公開日時: 2020年10月7日(水) 01:33
文字数:2,053

(この人今、私の名前を呼んだ? だれ……)


「驚かせてしまってごめんなさい。私は生命を司る神ファレルシーナです」


(神様? 何を言ってるの、この人……。まるで全てが夢のようだ。夢ならなんで覚めないの。お兄ちゃんに会いたいよ)


 私の目からは、涙が溢れ出していた。


「お兄ちゃん……、一体どこにいるの」


「……お兄様は最後まで立派な方でしたね。本当に残念です」


 私を守ってくれるたった一人の家族だったのに。お兄ちゃんともう会えないんだ……。そう思うと涙が止まらない。神様と名乗る人は、私の背中をさすってくれていたけど、お兄ちゃんみたいに「大丈夫」って言ってくれなかった。



 * * *


 長い時間、泣いていたと思う。私は、ずっと寄り添っていてくれた神様に尋ねた。


「あの……、ここは天国ですか」


「ここは、神々が住む天界です。魂の行先をここで決めています」


「それじゃあ、お兄ちゃんの魂もここに来ているのですか!? あの時、お兄ちゃんも車に……」


「それは、私にも分かりません。天界には杏奈さんが暮らしていた地球の他に、様々な星から数多くの魂が集まります。その中でお兄様を探すのは……ごめんなさい」


「そうですか……。お兄ちゃんは、天国に行けるんでしょうか」


「ええ、きっと。そう思います」


「そうですか……。それじゃあ、私はどうなるんでしょうか。お兄ちゃんに会えるのなら……私も天国に行きたい」


「天国に行くと、魂は記憶を消失し、新たな魂となって転生することになります。ですから、天国に行ってもお兄様に会えるわけではないのです」


(お兄ちゃんのことも忘れてしまうなんて……。いやだよ……)


「杏奈さん。お兄様のこと、忘れたくありませんか?」


「はい、もちろんです……」



 神様は、私の暮らしていた世界とは異なる世界、アレルガルドの話をしてくれた。


 アレルガルドには人間、エルフ、獣人、ドワーフのような、私の見たことがない人種が暮らしているらしい。それに、魔法を使える種族がいるそうだ。その世界に転生するのなら、特別に今の記憶を持って転生させることが出来ると言ってくれた


(違う世界に行けば、お兄ちゃんのことを忘れることはないって言われても……。でも、怖いよ。またひとりだなんて……)

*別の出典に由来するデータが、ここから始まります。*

use crate::lookup::LINE_CORRECTIONS;
use crate::step5_enrich::EnrichStepOutput;
use polars::datatypes::DataType;
use polars::prelude::{col, lit, when, Expr, IntoLazy, LazyFrame};
use std::fmt;
use std::fmt::Display;

/// Canonical form of a line value: "U" followed by digits, nothing else.
pub const LINE_PATTERN: &str = r"^U\d+$";

/// The cleaning passes over the fully enriched table, in order: postcode
/// string repair, removal of redundant null-line rows, the line-format
/// filter, and the manual line corrections.
pub async fn clean(
    EnrichStepOutput { enriched }: EnrichStepOutput
) -> Result<CleanStepOutput, CleanError> {
    let cleaned = enriched.lazy()
        // An earlier numeric detour leaves postcodes like "10178.0". Strip
        // the suffix; on an already-clean value this is a no-op.
        .with_column(
            col("postcode")
                .cast(DataType::String)
                .str().replace(lit(r"\.0$"), lit(""), false)
                .alias("postcode")
        )
        // A null-line row is redundant once the same station also has rows
        // with a line. Stations whose rows are all null-line keep them; a
        // station must never lose every row here.
        .filter(
            col("line").is_not_null()
                .or(col("line").count().over([col("station")]).eq(lit(0)))
        )
        // Drop non-canonical line labels (free-text transit names). Stations
        // with a manual correction are exempt; their line is overwritten
        // below no matter what the source said.
        .filter(
            col("line").is_null()
                .or(col("line").str().contains(lit(LINE_PATTERN), true))
                .or(has_line_correction())
        )
        .with_column(corrected_line());

    Ok(CleanStepOutput { cleaned })
}

fn has_line_correction() -> Expr {
    LINE_CORRECTIONS.iter()
        .fold(lit(false), |acc, (station, _)| {
            acc.or(col("station").eq(lit(*station)))
        })
}

fn corrected_line() -> Expr {
    let mut line = col("line");
    for (station, corrected) in LINE_CORRECTIONS {
        line = when(col("station").eq(lit(station)))
            .then(lit(corrected))
            .otherwise(line);
    }
    line.alias("line")
}

pub struct CleanStepOutput {
    pub cleaned: LazyFrame,
}

#[derive(thiserror::Error, Debug)]
pub enum CleanError {
    Polars(#[from] polars::error::PolarsError),
}

impl Display for CleanError {
    fn fmt(&self, f: &mut fmt::Formatter) -> fmt::Result {
        let err: &dyn Display = match self {
            CleanError::Polars(err) => err,
        };
        write!(f, "{}", err)
    }
}

#[cfg(test)]
mod tests {
    use super::*;
    use polars::df;
    use polars::frame::DataFrame;

    async fn cleaned(frame: DataFrame) -> DataFrame {
        clean(EnrichStepOutput { enriched: frame }).await
            .unwrap()
            .cleaned
            .collect()
            .unwrap()
    }

    fn lines_of(frame: &DataFrame) -> Vec<Option<String>> {
        frame.column("line").unwrap()
            .as_materialized_series()
            .str().unwrap()
            .into_iter()
            .map(|v| v.map(str::to_string))
            .collect()
    }

    fn frame_with_lines(station: &str, lines: Vec<Option<&str>>) -> DataFrame {
        let n = lines.len();
        df!(
            "station" => vec![station; n],
            "line" => lines,
            "postcode" => vec![Some("10178"); n],
        ).unwrap()
    }

    #[tokio::test]
    async fn postcode_loses_its_numeric_suffix_and_keeps_leading_zeros() {
        let frame = df!(
            "station" => ["Alexanderplatz", "Hermannplatz", "Altstadt"],
            "line" => ["U2", "U7", "U1"],
            "postcode" => [Some("10178.0"), None, Some("01067")],
        ).unwrap();

        let out = cleaned(frame).await;

        let postcodes = out.column("postcode").unwrap()
            .as_materialized_series()
            .str().unwrap()
            .into_iter()
            .map(|v| v.map(str::to_string))
            .collect::<Vec<_>>();
        assert_eq!(postcodes, vec![
            Some("10178".to_string()),
            None,
            Some("01067".to_string()),
        ]);
    }

    #[tokio::test]
    async fn postcode_normalization_is_idempotent() {
        let frame = df!(
            "station" => ["Alexanderplatz"],
            "line" => ["U2"],
            "postcode" => ["10178.0"],
        ).unwrap();
        let once = cleaned(frame).await;
        let twice = cleaned(once.clone()).await;
        assert!(common::util::df::equivalent(&once, &twice, false, false).unwrap());
    }

    #[tokio::test]
    async fn redundant_null_line_rows_are_dropped() {
        let frame = frame_with_lines("X", vec![Some("U2"), None, None]);

        let out = cleaned(frame).await;

        assert_eq!(lines_of(&out), vec![Some("U2".to_string())]);
    }

    #[tokio::test]
    async fn all_null_stations_keep_their_rows() {
        let single = cleaned(frame_with_lines("X", vec![None])).await;
        assert_eq!(single.height(), 1);

        let multi = cleaned(frame_with_lines("X", vec![None, None, None])).await;
        assert_eq!(multi.height(), 3);
    }

    #[tokio::test]
    async fn non_canonical_lines_are_dropped() {
        let frame = df!(
            "station" => ["A", "B", "C", "D", "E"],
            "line" => [Some("U2"), Some("U15"), None, Some("S41"), Some("Tram M10")],
            "postcode" => [None::<&str>, None, None, None, None],
        ).unwrap();

        let out = cleaned(frame).await;

        assert_eq!(lines_of(&out), vec![
            Some("U2".to_string()),
            Some("U15".to_string()),
            None,
        ]);
    }

    #[tokio::test]
    async fn grenzallee_is_corrected_to_u7() {
        let frame = df!(
            "station" => ["Grenzallee", "Grenzallee"],
            "line" => [None, Some("S46")],
            "postcode" => [None::<&str>, None],
        ).unwrap();

        let out = cleaned(frame).await;

        for line in lines_of(&out) {
            assert_eq!(line, Some("U7".to_string()));
        }
    }
}
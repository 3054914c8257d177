use crate::lookup::COORDINATE_OVERRIDES;
use crate::step3_normalize::NormalizeStepOutput;
use common::util::df::count;
use log::info;
use polars::prelude::{col, lit, when, Expr, JoinArgs, JoinType, LazyFrame, UniqueKeepStrategy};
use std::fmt;
use std::fmt::Display;

/// Joins station metadata onto the connection rows. Stations are
/// de-duplicated on the normalized name first (first occurrence wins), so a
/// connection row can match at most one station. Misses leave the copied
/// fields null; a fixed set of stations that never resolve through the join
/// gets its coordinates patched in afterwards.
pub async fn join(
    NormalizeStepOutput { stations, connections }: NormalizeStepOutput
) -> Result<JoinStepOutput, JoinError> {
    let stations = stations
        .unique_stable(Some(vec!["name_normalized".into()]), UniqueKeepStrategy::First)
        .select([
            col("name_normalized"),
            col("latitude"),
            col("longitude"),
            col("postcode"),
        ]);

    let joined = connections
        .join(
            stations,
            [col("station")],
            [col("name_normalized")],
            JoinArgs::new(JoinType::Left),
        )
        .with_columns([
            overridden("latitude", |(_, lat, _)| *lat),
            overridden("longitude", |(_, _, lon)| *lon),
        ]);

    let with_coordinates = count(
        joined.clone().filter(col("latitude").is_not_null())
    )?;
    let total = count(joined.clone())?;
    info!(target: "join", "{}/{} connection rows have coordinates after the join", with_coordinates, total);

    Ok(JoinStepOutput { joined })
}

// The override supersedes whatever the join produced, so it is applied last
// and unconditionally.
fn overridden(column: &str, value_of: fn(&(&str, f64, f64)) -> f64) -> Expr {
    let mut expr = col(column);
    for entry in &COORDINATE_OVERRIDES {
        expr = when(col("station").eq(lit(entry.0)))
            .then(lit(value_of(entry)))
            .otherwise(expr);
    }
    expr.alias(column)
}

pub struct JoinStepOutput {
    pub joined: LazyFrame,
}

#[derive(thiserror::Error, Debug)]
pub enum JoinError {
    Polars(#[from] polars::error::PolarsError),
}

impl Display for JoinError {
    fn fmt(&self, f: &mut fmt::Formatter) -> fmt::Result {
        let err: &dyn Display = match self {
            JoinError::Polars(err) => err,
        };
        write!(f, "{}", err)
    }
}

#[cfg(test)]
mod tests {
    use super::*;
    use polars::df;
    use polars::frame::DataFrame;
    use polars::prelude::IntoLazy;

    async fn joined(stations: DataFrame, connections: DataFrame) -> DataFrame {
        let out = join(NormalizeStepOutput {
            stations: stations.lazy(),
            connections: connections.lazy(),
        }).await;
        out.unwrap().joined.collect().unwrap()
    }

    #[tokio::test]
    async fn copies_station_fields_and_leaves_misses_null() {
        let stations = df!(
            "name" => ["U-Bahnhof Hermannplatz"],
            "name_normalized" => ["Hermannplatz"],
            "latitude" => [52.48698],
            "longitude" => [13.42475],
            "postcode" => ["10967"],
        ).unwrap();
        let connections = df!(
            "point1" => ["Hermannplatz", "Nirgendwo"],
            "point2" => ["Rathaus Neukölln", "Rathaus Neukölln"],
            "line" => ["U7", "U7"],
            "station" => ["Hermannplatz", "Nirgendwo"],
        ).unwrap();

        let out = joined(stations, connections).await;

        let lat = out.column("latitude").unwrap().as_materialized_series().f64().unwrap();
        assert_eq!(lat.get(0), Some(52.48698));
        assert_eq!(lat.get(1), None);
        let postcode = out.column("postcode").unwrap().as_materialized_series().str().unwrap();
        assert_eq!(postcode.get(0), Some("10967"));
        assert_eq!(postcode.get(1), None);
    }

    #[tokio::test]
    async fn duplicate_stations_keep_first_occurrence() {
        let stations = df!(
            "name" => ["Hermannplatz", "U-Bahnhof Hermannplatz"],
            "name_normalized" => ["Hermannplatz", "Hermannplatz"],
            "latitude" => [52.48698, 99.9],
            "longitude" => [13.42475, 99.9],
            "postcode" => ["10967", "99999"],
        ).unwrap();
        let connections = df!(
            "point1" => ["Hermannplatz"],
            "point2" => ["Rathaus Neukölln"],
            "line" => ["U7"],
            "station" => ["Hermannplatz"],
        ).unwrap();

        let out = joined(stations, connections).await;

        assert_eq!(out.height(), 1);
        let lat = out.column("latitude").unwrap().as_materialized_series().f64().unwrap();
        assert_eq!(lat.get(0), Some(52.48698));
    }

    #[tokio::test]
    async fn ostkreuz_coordinates_are_overridden_regardless_of_join_outcome() {
        let stations = df!(
            "name" => ["Ostkreuz"],
            "name_normalized" => ["Ostkreuz"],
            "latitude" => [0.0],
            "longitude" => [0.0],
            "postcode" => ["10245"],
        ).unwrap();
        let connections = df!(
            "point1" => ["Ostkreuz", "Ostkreuz"],
            "point2" => ["Warschauer Straße", "Nöldnerplatz"],
            "line" => [Some("U1"), None],
            "station" => ["Ostkreuz", "Ostkreuz"],
        ).unwrap();

        let out = joined(stations, connections).await;

        let lat = out.column("latitude").unwrap().as_materialized_series().f64().unwrap();
        let lon = out.column("longitude").unwrap().as_materialized_series().f64().unwrap();
        for i in 0..out.height() {
            assert_eq!(lat.get(i), Some(52.50278));
            assert_eq!(lon.get(i), Some(13.46917));
        }
    }
}
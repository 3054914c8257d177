use crate::bootstrap_config::BootstrapConfig;
use common::types::config::Config;
use log::info;
use std::fmt;
use std::fmt::Display;
use std::fs::File;
use std::path::Path;

pub(super) fn load_config(bootstrap_config: &BootstrapConfig) -> Result<Config, ConfigError> {
    let path: &Path = Path::new(&bootstrap_config.config_file);

    let config_file = File::open(path)?;
    let config: Config = serde_yml::from_reader(config_file)?;

    info!(target: "main", "Config read successfully from '{path:?}'");

    Ok(config)
}

#[derive(thiserror::Error, Debug)]
pub enum ConfigError {
    File(#[from] std::io::Error),
    Parse(#[from] serde_yml::Error),
}

impl Display for ConfigError {
    fn fmt(&self, f: &mut fmt::Formatter) -> fmt::Result {
        let err: &dyn Display = match self {
            ConfigError::File(err) => err,
            ConfigError::Parse(err) => err,
        };
        write!(f, "{}", err)
    }
}
use common::types::dataset::{DataSource, Dataset};
use log::{debug, info};
use std::fmt;
use std::fmt::Display;
use std::fs::{create_dir_all, File};
use std::io::Cursor;
use std::path::{Path, PathBuf};
use std::time::{SystemTime, UNIX_EPOCH};

/// Resolves the two raw source tables to local files. Remote sources are
/// downloaded into a timestamped imports folder, local sources are used
/// in place.
pub async fn fetch(
    stations: Dataset,
    connections: Dataset,
) -> Result<FetchStepOutput, FetchError> {
    let stations = fetch_table(stations).await?;
    let connections = fetch_table(connections).await?;

    Ok(FetchStepOutput { stations, connections })
}

async fn fetch_table(dataset: Dataset) -> Result<FetchedTable, FetchError> {
    match dataset.clone().src {
        DataSource::URL { url, headers } => {
            let timestamp = SystemTime::now()
                .duration_since(UNIX_EPOCH)
                .unwrap_or_default()
                .as_millis();
            let path_str = format!("./data/datasets/{}/imports/{}.csv", dataset.id, timestamp);
            let path = Path::new(&path_str);
            if let Some(parent) = path.parent() {
                create_dir_all(parent)?;
            }
            let mut file = File::create(path)?;

            info!(target: "fetch", "Downloading dataset '{}' from {}", dataset.id, url);

            let mut request = reqwest::Client::new().get(url.clone());
            for (name, value) in &headers {
                request = request.header(name.as_str(), value.as_str());
            }

            let response = request.send().await?.error_for_status()?;
            let mut content = Cursor::new(response.bytes().await?);
            std::io::copy(&mut content, &mut file)?;

            debug!(target: "fetch", "Dataset '{}' stored at {}", dataset.id, path_str);

            Ok(FetchedTable {
                dataset,
                path: path.to_path_buf(),
            })
        },
        DataSource::File { path } => {
            Ok(FetchedTable {
                dataset,
                path: PathBuf::from(path),
            })
        }
    }
}

pub struct FetchStepOutput {
    pub stations: FetchedTable,
    pub connections: FetchedTable,
}

pub struct FetchedTable {
    pub dataset: Dataset,
    pub path: PathBuf,
}

#[derive(thiserror::Error, Debug)]
pub enum FetchError {
    Reqwest(#[from] reqwest::Error),
    File(#[from] std::io::Error),
}

impl Display for FetchError {
    fn fmt(&self, f: &mut fmt::Formatter) -> fmt::Result {
        let err: &dyn Display = match self {
            FetchError::Reqwest(err) => err,
            FetchError::File(err) => err,
        };
        write!(f, "{}", err)
    }
}
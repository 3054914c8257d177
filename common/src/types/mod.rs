pub mod config;
pub mod dataset;

// One of the twelve administrative districts, identified by its two-digit
// code ("01" up to "12"). Stored numerically, rendered zero-padded.
#[derive(Debug, Clone, Copy, Hash, Eq, PartialEq, Ord, PartialOrd)]
pub struct DistrictId(pub u8);

impl DistrictId {
    pub fn as_code(&self) -> String {
        format!("{:02}", self.0)
    }
}
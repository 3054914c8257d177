use polars::datatypes::DataType;
use polars::frame::DataFrame;
use polars::io::SerWriter;
use polars::prelude::{col, lit, CsvWriter, IntoLazy, ParquetWriter};
use std::fmt;
use std::fmt::Display;
use std::fs::create_dir_all;
use std::path::PathBuf;
use tempfile::NamedTempFile;

/// Declares the shape of a published table: column names, primitive types,
/// nullability, and optionally a pattern non-null values must match.
pub struct TableSchema {
    pub columns: Vec<ColumnSpec>,
}

pub struct ColumnSpec {
    pub name: &'static str,
    pub dtype: DataType,
    pub required: bool,
    pub pattern: Option<&'static str>,
}

impl TableSchema {
    /// Checks a frame against this schema. Any violation aborts the publish;
    /// nothing may be written for a frame that fails here.
    pub fn validate(&self, frame: &DataFrame) -> Result<(), SinkError> {
        if frame.width() != self.columns.len() {
            return Err(SinkError::ColumnCountMismatch {
                expected: self.columns.len(),
                actual: frame.width(),
            });
        }

        for spec in &self.columns {
            let column = frame.column(spec.name)
                .map_err(|_| SinkError::MissingColumn(spec.name))?;

            if column.dtype() != &spec.dtype {
                return Err(SinkError::TypeMismatch {
                    column: spec.name,
                    expected: spec.dtype.clone(),
                    actual: column.dtype().clone(),
                });
            }

            if spec.required && column.null_count() > 0 {
                return Err(SinkError::NullInRequiredColumn {
                    column: spec.name,
                    nulls: column.null_count(),
                });
            }

            if let Some(pattern) = spec.pattern {
                let offending = frame.clone().lazy()
                    .filter(
                        col(spec.name).is_not_null()
                            .and(col(spec.name).str().contains(lit(pattern), true).not())
                    )
                    .collect()?
                    .height();
                if offending > 0 {
                    return Err(SinkError::PatternMismatch {
                        column: spec.name,
                        pattern,
                        rows: offending,
                    });
                }
            }
        }

        Ok(())
    }
}

/// Destination for the published table. `replace` discards whatever the
/// destination held before; the swap is all-or-nothing from the caller's
/// point of view.
pub trait WarehouseSink {
    fn replace(&self, frame: DataFrame, schema: &TableSchema) -> Result<(), SinkError>;
}

pub struct ParquetSink {
    pub path: PathBuf,
}

impl WarehouseSink for ParquetSink {
    fn replace(&self, mut frame: DataFrame, schema: &TableSchema) -> Result<(), SinkError> {
        schema.validate(&frame)?;

        // Write next to the destination and rename over it, so a failed
        // write never clobbers the previous contents.
        let mut staged = staging_file(&self.path)?;
        ParquetWriter::new(staged.as_file_mut()).finish(&mut frame)?;
        staged.persist(&self.path)?;

        Ok(())
    }
}

pub struct CsvSink {
    pub path: PathBuf,
}

impl WarehouseSink for CsvSink {
    fn replace(&self, mut frame: DataFrame, schema: &TableSchema) -> Result<(), SinkError> {
        schema.validate(&frame)?;

        let mut staged = staging_file(&self.path)?;
        CsvWriter::new(staged.as_file_mut()).finish(&mut frame)?;
        staged.persist(&self.path)?;

        Ok(())
    }
}

fn staging_file(path: &PathBuf) -> Result<NamedTempFile, SinkError> {
    let parent = match path.parent() {
        Some(parent) if parent.as_os_str().is_empty() => PathBuf::from("."),
        Some(parent) => {
            create_dir_all(parent)?;
            parent.to_path_buf()
        }
        None => PathBuf::from("."),
    };

    Ok(NamedTempFile::new_in(parent)?)
}

#[derive(thiserror::Error, Debug)]
pub enum SinkError {
    MissingColumn(&'static str),
    ColumnCountMismatch { expected: usize, actual: usize },
    TypeMismatch { column: &'static str, expected: DataType, actual: DataType },
    NullInRequiredColumn { column: &'static str, nulls: usize },
    PatternMismatch { column: &'static str, pattern: &'static str, rows: usize },
    Polars(#[from] polars::error::PolarsError),
    File(#[from] std::io::Error),
    Persist(#[from] tempfile::PersistError),
}

impl Display for SinkError {
    fn fmt(&self, f: &mut fmt::Formatter) -> fmt::Result {
        match self {
            SinkError::MissingColumn(column) =>
                write!(f, "Column '{}' is missing from the published table", column),
            SinkError::ColumnCountMismatch { expected, actual } =>
                write!(f, "Published table has {} columns, schema expects {}", actual, expected),
            SinkError::TypeMismatch { column, expected, actual } =>
                write!(f, "Column '{}' has type {}, schema expects {}", column, actual, expected),
            SinkError::NullInRequiredColumn { column, nulls } =>
                write!(f, "Required column '{}' contains {} null value(s)", column, nulls),
            SinkError::PatternMismatch { column, pattern, rows } =>
                write!(f, "{} row(s) in column '{}' do not match '{}'", rows, column, pattern),
            SinkError::Polars(err) => write!(f, "{}", err),
            SinkError::File(err) => write!(f, "{}", err),
            SinkError::Persist(err) => write!(f, "{}", err),
        }
    }
}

「杏奈さん、もしアレルガルドに転生するのでしたら、エルフ族に転生してはどうでしょうか」


「エルフ……?」


「はい。エルフは戦いを好まず、森の妖精たちと共に暮らしています。戦いを好まないと言っても、魔法を使うことが出来るので、とても強い種族です。人間に転生した場合、その生活は大変かもしれません。でも、エルフなら強い同族の絆によって支えられ、安心して生活できるかもしれません」


「あの……、私も魔法を使えるようになるんですか?」


「もちろんですよ。魔法に興味がありますか?」


「はい……。お兄ちゃんと一緒に、よく勇者が出てくる本の話をしていました。勇者の仲間には魔法を使えるエルフがいて、そのキャラクターが私みたいだって言ってくれて。私もその本が好きになって……」


「そうでしたか、それは素敵なお話ですね。それでは杏奈さん、どうされますか?」


(このまま天国に行けばお兄ちゃんにも会えず、記憶はなくなって、お兄ちゃんのことも忘れてしまう。それだけは、絶対に嫌だ)



「私、アレルガルドに行きたいです」


「分かりました。よく決断されましたね。それでは、アレルガルドへ行きましょう」


 神様が何かを唱えると、私と神様は一瞬で別の場所へ移動した。


「ここがアレルガルドへ繋がる場所です。心の準備はいいですか?」


「えっ、あ……はい。大丈夫です。あの、絶対にお兄ちゃんのこと、忘れないんですよね」


「はい、記憶は全てそのままですから、安心してくださいね」


「分かりました。魔法も使えるんですよね?」


「はい、ご心配でしたら、特別に魔力量を上げておきますね。魔法は生まれ持った魔力によって比例します。少しの

特訓で、魔法が使えるようになりますよ」


「あ、ありがとうございます。いろいろ、ごめんなさい」


「大丈夫ですよ。では、アレルガルドへの道を開きます。Allelegardeアレルガルド Vieヴィエ Saristhirtyサリスサーティ


 すると、目の前に真っ白な入り口が出てきた。


「この道をまっすぐに行ってください」


「分かりました。いろいろありがとうございます。私、行ってきます」


「はい、行ってらっしゃい。杏奈さん。」


 私は中に入り出口を目指して歩いた。中はとても眩しい。その途中で、神様の名前を聞くのを忘れていたことを思い出して戻ろうとしたけど、戻ってしまうとアレルガルドへ着かなくなるかもしれないのが怖くて、戻れなかった。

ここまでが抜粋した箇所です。